-- SUPPLIED MATERIAL --
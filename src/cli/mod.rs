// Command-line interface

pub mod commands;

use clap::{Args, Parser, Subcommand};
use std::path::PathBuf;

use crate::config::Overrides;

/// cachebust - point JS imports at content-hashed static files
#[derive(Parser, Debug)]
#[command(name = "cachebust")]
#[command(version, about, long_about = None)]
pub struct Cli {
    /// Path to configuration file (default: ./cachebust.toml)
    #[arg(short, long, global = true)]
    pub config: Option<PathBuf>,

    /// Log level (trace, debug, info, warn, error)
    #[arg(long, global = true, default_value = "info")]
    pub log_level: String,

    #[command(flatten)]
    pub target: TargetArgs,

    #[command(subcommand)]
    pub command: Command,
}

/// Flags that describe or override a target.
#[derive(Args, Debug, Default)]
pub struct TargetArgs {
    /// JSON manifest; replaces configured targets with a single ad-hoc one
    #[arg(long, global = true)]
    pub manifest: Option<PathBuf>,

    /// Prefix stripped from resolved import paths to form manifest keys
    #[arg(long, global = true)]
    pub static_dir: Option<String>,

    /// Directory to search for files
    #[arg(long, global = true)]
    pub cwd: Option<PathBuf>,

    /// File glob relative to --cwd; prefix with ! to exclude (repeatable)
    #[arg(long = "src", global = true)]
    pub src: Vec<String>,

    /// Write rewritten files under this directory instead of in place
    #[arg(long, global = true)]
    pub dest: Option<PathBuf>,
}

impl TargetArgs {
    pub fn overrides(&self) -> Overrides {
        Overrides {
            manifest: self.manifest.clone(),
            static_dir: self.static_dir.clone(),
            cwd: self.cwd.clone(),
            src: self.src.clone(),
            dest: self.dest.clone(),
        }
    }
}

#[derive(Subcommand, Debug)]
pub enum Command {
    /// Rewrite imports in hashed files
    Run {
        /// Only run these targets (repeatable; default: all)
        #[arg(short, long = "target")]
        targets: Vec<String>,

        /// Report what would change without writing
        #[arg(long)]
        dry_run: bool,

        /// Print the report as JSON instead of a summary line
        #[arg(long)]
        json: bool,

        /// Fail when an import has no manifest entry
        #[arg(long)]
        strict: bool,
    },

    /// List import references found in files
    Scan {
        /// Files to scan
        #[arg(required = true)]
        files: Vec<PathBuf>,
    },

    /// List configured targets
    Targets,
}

-- EXERCISE --
Copy every line of the data that carries the word "info".

-- ANSWER TO THE PROBLEM --
    /// Log level (trace, debug, info, warn, error)
    #[arg(long, global = true, default_value = "info")]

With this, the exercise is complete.